• Exercise objective
After finding the line containing "return Some(b);" below, please output that line and each following one through the line containing "pub fn locals(&self, scope: ScopeId)", exactly as written.
Records supplied Start Marker
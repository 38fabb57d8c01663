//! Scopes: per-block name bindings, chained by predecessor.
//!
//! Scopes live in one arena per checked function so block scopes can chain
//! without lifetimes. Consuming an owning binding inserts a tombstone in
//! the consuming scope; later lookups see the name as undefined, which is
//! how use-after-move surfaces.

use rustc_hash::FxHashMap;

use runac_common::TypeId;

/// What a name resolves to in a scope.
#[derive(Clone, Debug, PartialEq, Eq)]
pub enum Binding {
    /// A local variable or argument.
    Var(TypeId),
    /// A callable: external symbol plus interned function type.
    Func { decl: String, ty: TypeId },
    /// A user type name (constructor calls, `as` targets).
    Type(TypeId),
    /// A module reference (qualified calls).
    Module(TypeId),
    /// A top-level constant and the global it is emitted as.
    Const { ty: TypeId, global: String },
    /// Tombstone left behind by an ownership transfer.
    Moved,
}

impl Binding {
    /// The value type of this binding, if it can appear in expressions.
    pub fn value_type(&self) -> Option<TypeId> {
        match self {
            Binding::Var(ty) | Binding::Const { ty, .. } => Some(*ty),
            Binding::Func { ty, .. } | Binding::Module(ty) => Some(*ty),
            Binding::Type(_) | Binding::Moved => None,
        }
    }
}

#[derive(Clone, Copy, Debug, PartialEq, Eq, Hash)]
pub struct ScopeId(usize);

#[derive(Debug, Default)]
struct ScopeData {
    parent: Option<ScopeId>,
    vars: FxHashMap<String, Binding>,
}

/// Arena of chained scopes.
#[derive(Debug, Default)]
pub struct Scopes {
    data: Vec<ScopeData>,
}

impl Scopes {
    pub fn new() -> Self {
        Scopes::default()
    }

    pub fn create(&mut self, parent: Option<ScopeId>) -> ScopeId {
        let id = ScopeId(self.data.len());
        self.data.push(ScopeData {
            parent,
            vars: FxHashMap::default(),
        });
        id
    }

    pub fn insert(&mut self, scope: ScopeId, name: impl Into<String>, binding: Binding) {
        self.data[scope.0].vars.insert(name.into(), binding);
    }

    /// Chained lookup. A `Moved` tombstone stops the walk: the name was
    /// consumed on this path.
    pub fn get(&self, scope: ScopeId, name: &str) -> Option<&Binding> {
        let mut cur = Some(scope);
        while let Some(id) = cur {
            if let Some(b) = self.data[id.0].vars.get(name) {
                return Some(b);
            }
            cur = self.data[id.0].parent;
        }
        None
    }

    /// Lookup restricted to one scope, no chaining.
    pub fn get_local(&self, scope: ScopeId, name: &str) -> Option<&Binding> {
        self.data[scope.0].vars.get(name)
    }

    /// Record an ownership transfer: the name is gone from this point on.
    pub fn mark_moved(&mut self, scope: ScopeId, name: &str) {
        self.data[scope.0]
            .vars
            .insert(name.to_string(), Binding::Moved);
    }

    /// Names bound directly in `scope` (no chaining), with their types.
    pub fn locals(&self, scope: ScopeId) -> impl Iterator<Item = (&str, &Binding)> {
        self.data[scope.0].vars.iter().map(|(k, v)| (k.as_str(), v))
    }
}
Records supplied End Marker
• Written answer
                return Some(b);
            }
            cur = self.data[id.0].parent;
        }
        None
    }

    /// Lookup restricted to one scope, no chaining.
    pub fn get_local(&self, scope: ScopeId, name: &str) -> Option<&Binding> {
        self.data[scope.0].vars.get(name)
    }

    /// Record an ownership transfer: the name is gone from this point on.
    pub fn mark_moved(&mut self, scope: ScopeId, name: &str) {
        self.data[scope.0]
            .vars
            .insert(name.to_string(), Binding::Moved);
    }

    /// Names bound directly in `scope` (no chaining), with their types.
    pub fn locals(&self, scope: ScopeId) -> impl Iterator<Item = (&str, &Binding)> {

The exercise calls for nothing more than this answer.